Saved data entries:
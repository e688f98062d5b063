//! Error taxonomy for the gateway.
//!
//! Per-request and per-record errors are recovered where they happen; only [`FatalError`] and
//! [`ConfigError`] end the process.

use std::time::Duration;

use thiserror::Error;

/// Result alias for cluster API calls.
pub type ClusterResult<T> = Result<T, ClusterError>;

/// Startup configuration problems. Always fatal.
#[derive(Debug, Error)]
pub enum ConfigError {
    #[error("missing required setting: {0}")]
    Missing(&'static str),

    #[error("invalid setting {key}: {reason}")]
    Invalid { key: &'static str, reason: String },

    #[error("config source: {0}")]
    Source(#[from] config::ConfigError),

    #[error("reading {path}: {source}")]
    Io {
        path: String,
        #[source]
        source: std::io::Error,
    },

    #[error("http client: {0}")]
    Client(#[from] reqwest::Error),
}

/// Inbound signature verification failures (HTTP 401).
#[derive(Debug, Clone, PartialEq, Eq, Error)]
pub enum AuthError {
    #[error("missing header {0}")]
    MissingHeader(&'static str),

    #[error("malformed signature")]
    MalformedSignature,

    #[error("signature does not match body")]
    BadSignature,
}

/// Malformed interaction payloads and malformed stored records.
#[derive(Debug, Error)]
pub enum ParseError {
    #[error("invalid json: {0}")]
    Json(#[from] serde_json::Error),

    #[error("unsupported interaction type {0}")]
    UnknownKind(u8),

    #[error("interaction is missing {0}")]
    MissingField(&'static str),

    #[error("record {identity}: {reason}")]
    Record { identity: String, reason: String },
}

/// Lookup failures in the command index and service resolver.
#[derive(Debug, Clone, PartialEq, Eq, Error)]
pub enum RoutingError {
    #[error("index has not finished its initial listing")]
    NotSynced,

    #[error("nothing matches {0}")]
    NotFound(String),

    #[error("{count} records match the name {name}")]
    Ambiguous { name: String, count: usize },

    #[error("service {0} has no cluster address")]
    NoClusterAddress(String),

    #[error("service {0} declares no ports")]
    NoPort(String),
}

/// Failures calling a backend service.
#[derive(Debug, Error)]
pub enum UpstreamError {
    #[error("forward to {addr} failed: {source}")]
    Transport {
        addr: String,
        #[source]
        source: reqwest::Error,
    },

    #[error("upstream {addr} returned {status}")]
    Status {
        addr: String,
        status: reqwest::StatusCode,
        body: String,
    },
}

/// Cluster API (declarative store and lease) failures.
#[derive(Debug, Error)]
pub enum ClusterError {
    #[error("request failed: {0}")]
    Transport(#[from] reqwest::Error),

    #[error("api server returned {status}: {body}")]
    Api { status: u16, body: String },

    #[error("resource not found")]
    NotFound,

    #[error("resource version conflict")]
    Conflict,

    #[error("watch resume point expired")]
    Expired,

    #[error("malformed watch event: {0}")]
    Malformed(String),

    #[error("decode: {0}")]
    Decode(#[from] serde_json::Error),
}

/// Chat-platform REST API failures.
#[derive(Debug, Error)]
pub enum PlatformError {
    #[error("request failed: {0}")]
    Transport(#[from] reqwest::Error),

    #[error("platform returned {status}: {body}")]
    Api { status: u16, body: String },
}

/// A single failed step inside a reconcile cycle. Logged; the cycle moves on.
#[derive(Debug, Error)]
pub enum ReconcileItemError {
    #[error("definition for {name} is not a valid command: {source}")]
    Definition {
        name: String,
        #[source]
        source: serde_json::Error,
    },

    #[error("{count} declarations share the command name {name}")]
    Ambiguous { name: String, count: usize },

    #[error("{op} {name}: {source}")]
    Platform {
        op: &'static str,
        name: String,
        #[source]
        source: PlatformError,
    },
}

/// Conditions that stop the process with a non-zero exit.
#[derive(Debug, Clone, PartialEq, Eq, Error)]
pub enum FatalError {
    #[error("leadership lost")]
    LeadershipLost,

    #[error("http listener stopped: {0}")]
    ListenerDied(String),

    #[error("cleanup timed out after {0:?}")]
    ShutdownTimeout(Duration),
}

Task statement:
Each record should be given again exactly as it reads.

Response box:
repository e688f98062d5b063
//! Error taxonomy for the gateway.
//!
//! Per-request and per-record errors are recovered where they happen; only [`FatalError`] and
//! [`ConfigError`] end the process.

use std::time::Duration;

use thiserror::Error;

/// Result alias for cluster API calls.
pub type ClusterResult<T> = Result<T, ClusterError>;

/// Startup configuration problems. Always fatal.
#[derive(Debug, Error)]
pub enum ConfigError {
    #[error("missing required setting: {0}")]
    Missing(&'static str),

    #[error("invalid setting {key}: {reason}")]
    Invalid { key: &'static str, reason: String },

    #[error("config source: {0}")]
    Source(#[from] config::ConfigError),

    #[error("reading {path}: {source}")]
    Io {
        path: String,
        #[source]
        source: std::io::Error,
    },

    #[error("http client: {0}")]
    Client(#[from] reqwest::Error),
}

/// Inbound signature verification failures (HTTP 401).
#[derive(Debug, Clone, PartialEq, Eq, Error)]
pub enum AuthError {
    #[error("missing header {0}")]
    MissingHeader(&'static str),

    #[error("malformed signature")]
    MalformedSignature,

    #[error("signature does not match body")]
    BadSignature,
}

/// Malformed interaction payloads and malformed stored records.
#[derive(Debug, Error)]
pub enum ParseError {
    #[error("invalid json: {0}")]
    Json(#[from] serde_json::Error),

    #[error("unsupported interaction type {0}")]
    UnknownKind(u8),

    #[error("interaction is missing {0}")]
    MissingField(&'static str),

    #[error("record {identity}: {reason}")]
    Record { identity: String, reason: String },
}

/// Lookup failures in the command index and service resolver.
#[derive(Debug, Clone, PartialEq, Eq, Error)]
pub enum RoutingError {
    #[error("index has not finished its initial listing")]
    NotSynced,

    #[error("nothing matches {0}")]
    NotFound(String),

    #[error("{count} records match the name {name}")]
    Ambiguous { name: String, count: usize },

    #[error("service {0} has no cluster address")]
    NoClusterAddress(String),

    #[error("service {0} declares no ports")]
    NoPort(String),
}

/// Failures calling a backend service.
#[derive(Debug, Error)]
pub enum UpstreamError {
    #[error("forward to {addr} failed: {source}")]
    Transport {
        addr: String,
        #[source]
        source: reqwest::Error,
    },

    #[error("upstream {addr} returned {status}")]
    Status {
        addr: String,
        status: reqwest::StatusCode,
        body: String,
    },
}

/// Cluster API (declarative store and lease) failures.
#[derive(Debug, Error)]
pub enum ClusterError {
    #[error("request failed: {0}")]
    Transport(#[from] reqwest::Error),

    #[error("api server returned {status}: {body}")]
    Api { status: u16, body: String },

    #[error("resource not found")]
    NotFound,

    #[error("resource version conflict")]
    Conflict,

    #[error("watch resume point expired")]
    Expired,

    #[error("malformed watch event: {0}")]
    Malformed(String),

    #[error("decode: {0}")]
    Decode(#[from] serde_json::Error),
}

/// Chat-platform REST API failures.
#[derive(Debug, Error)]
pub enum PlatformError {
    #[error("request failed: {0}")]
    Transport(#[from] reqwest::Error),

    #[error("platform returned {status}: {body}")]
    Api { status: u16, body: String },
}

/// A single failed step inside a reconcile cycle. Logged; the cycle moves on.
#[derive(Debug, Error)]
pub enum ReconcileItemError {
    #[error("definition for {name} is not a valid command: {source}")]
    Definition {
        name: String,
        #[source]
        source: serde_json::Error,
    },

    #[error("{count} declarations share the command name {name}")]
    Ambiguous { name: String, count: usize },

    #[error("{op} {name}: {source}")]
    Platform {
        op: &'static str,
        name: String,
        #[source]
        source: PlatformError,
    },
}

/// Conditions that stop the process with a non-zero exit.
#[derive(Debug, Clone, PartialEq, Eq, Error)]
pub enum FatalError {
    #[error("leadership lost")]
    LeadershipLost,

    #[error("http listener stopped: {0}")]
    ListenerDied(String),

    #[error("cleanup timed out after {0:?}")]
    ShutdownTimeout(Duration),
}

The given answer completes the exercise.